I was fascinated by the idea of a debt collector being taken from his rather mundane existence and being plunged into the racy world of crime, assassins and mob bosses. Once the basic plot was envisioned, other aspects of the story came together. The book is also different in that it traces the multiple storylines of each character in parallel and I do feel this makes it exciting for the reader. Only when characters collide do you realize who was where doing what in the overall scheme of things.
Can you tell us more about your latest book “The Debt Collector`s Due”?
The book follows the story of Samay – a debt collector, whose job mainly involves collecting small outstanding payments from small businesses. His life takes a dramatic twist when he is mistaken for a hit man and given a lot of money by a mob boss – Pande – for a hit that he did not execute. Scared, Samay decides to run away from Mumbai, but reconsiders when he realizes that the next person on the mob hit list is his estranged college sweetheart, Amrita. Amrita is a journalist who has run afoul of the mob due to an expose she has done along with the Mumbai police to crack down on the underworld. Not knowing that the commissioner of police has provided for Amrita’s protection, Samay decides that it is up to him to help her to safety. Samay and Amrita flee to Panchagani while Pande, pursues them. Meanwhile Raka, the real hit man, arrives too late to Amrita’s apartment (having spent most of his day trapped in a sewer) and is nabbed by constable Waghmare – a bumbling cop sent for Amrita’s protection but who, like Raka was also delayed. In Panchgani, Samay needs to finally confront Pande for the sake of both his and Amrita’s survival.

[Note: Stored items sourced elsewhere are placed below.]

use std::collections::HashSet;
use std::path::Path;

use meridian_strategy::SignalError;
use rust_decimal::Decimal;
use thiserror::Error;

use super::types::{EngineConfig, StrategyConfig};

#[derive(Error, Debug)]
pub enum ConfigError {
    #[error("Failed to read config file: {0}")]
    IoError(#[from] std::io::Error),
    #[error("Failed to parse config: {0}")]
    ParseError(#[from] serde_json::Error),
    #[error("Invalid risk limits: {0}")]
    Risk(#[from] meridian_risk_manager::Error),
    #[error("Strategy {id}: {source}")]
    Strategy { id: String, source: SignalError },
    #[error("Duplicate strategy id: {0}")]
    DuplicateStrategy(String),
    #[error("Invalid setting: {0}")]
    Invalid(String),
}

/// Load engine configuration from a JSON file
pub fn load_config<P: AsRef<Path>>(path: P) -> Result<EngineConfig, ConfigError> {
    let content = std::fs::read_to_string(path)?;
    let config: EngineConfig = serde_json::from_str(&content)?;
    Ok(config)
}

/// Load configuration from a JSON string
pub fn load_config_from_str(json: &str) -> Result<EngineConfig, ConfigError> {
    let config: EngineConfig = serde_json::from_str(json)?;
    Ok(config)
}

/// Load the default embedded configuration
pub fn load_default_config() -> Result<EngineConfig, ConfigError> {
    let default_config = include_str!("default_config.json");
    load_config_from_str(default_config)
}

impl StrategyConfig {
    pub fn validate(&self) -> Result<(), ConfigError> {
        if self.id.trim().is_empty() {
            return Err(ConfigError::Invalid("strategy id is empty".into()));
        }
        if self.symbols.is_empty() {
            return Err(ConfigError::Invalid(format!("strategy {} has no symbols", self.id)));
        }
        if self.stop_multiplier <= Decimal::ZERO {
            return Err(ConfigError::Invalid(format!(
                "strategy {} stop_multiplier must be positive",
                self.id
            )));
        }
        self.params.build().map_err(|source| ConfigError::Strategy {
            id: self.id.clone(),
            source,
        })?;
        Ok(())
    }
}

impl EngineConfig {
    pub fn get_strategy(&self, id: &str) -> Option<&StrategyConfig> {
        self.strategies.iter().find(|s| s.id == id)
    }

    /// Validate the configuration
    pub fn validate(&self) -> Result<(), ConfigError> {
        self.risk.validate()?;

        let s = &self.scheduler;
        if s.poll_interval_secs == 0 || s.join_timeout_secs == 0 {
            return Err(ConfigError::Invalid(
                "poll_interval_secs and join_timeout_secs must be positive".into(),
            ));
        }
        if s.max_consecutive_errors == 0 {
            return Err(ConfigError::Invalid("max_consecutive_errors must be positive".into()));
        }
        if s.order_retention_days < 1 {
            return Err(ConfigError::Invalid("order_retention_days must be at least 1".into()));
        }

        let mut seen = HashSet::new();
        for strategy in &self.strategies {
            if !seen.insert(strategy.id.as_str()) {
                return Err(ConfigError::DuplicateStrategy(strategy.id.clone()));
            }
            strategy.validate()?;
        }
        Ok(())
    }
}
//! Meridian Core Domain
//!
//! Pure domain types for the Meridian trading runtime: bars, signals,
//! orders and their state machine, positions and closed-trade records.
//! This crate contains no async, no I/O, and is 100% unit testable.

pub mod entities;
pub mod error;
pub mod values;

// Re-export commonly used types at crate root
pub use entities::{
    AccountState,
    Bar,
    CloseReason,
    // Orders
    Order,
    OrderId,
    OrderRequest,
    OrderStatus,
    OrderTransition,
    OrderType,
    // Positions & trades
    Position,
    Quote,
    Side,
    // Signals
    Signal,
    SignalAction,
    TimeInForce,
    TradeRecord,
};
pub use error::OrderError;
pub use values::{Price, Quantity, StrategyId, Symbol, Timestamp};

The book charts the intermingling journeys of Samay, Amrita, Pande, the mob, the police and Raka, with each character’s storyline taking the reader one step closer towards a rather exciting climax.
How did you come up with the idea of writing Fiction genre book?
Fiction allows the writer to stretch his imagination to the furthest possible limits. Crime, in particular, is a topic that most of us love to speculate about, although it remains an under explored area in Indian fiction writing. The book looks at many aspects of crime and tries to construct a logical sequence of events that would transpire should a layperson, such as the protagonist, be suddenly exposed to the underworld. All things said, it is incredibly fun to write something knowing someone else might enjoy it.
Who are your favourite authors?
Apart from PG Wodehouse, RK Narayan and Vikram Seth I would probably have to say JRR Tolkien, JK Rowling and Somerset Maugham
How much time do you dedicate for writing on a daily basis?
I don’t usually schedule time. Due to the nature of my work, I’m relatively free in the afternoons. If there is a plot angle that is bursting to get out, I will shut myself in a room until I put it down
What words of wisdom would you like to give to aspiring writers?
It’s still early days for me to start spewing wisdom. I’m trying to live and breathe writing at this point and would encourage others to do the same.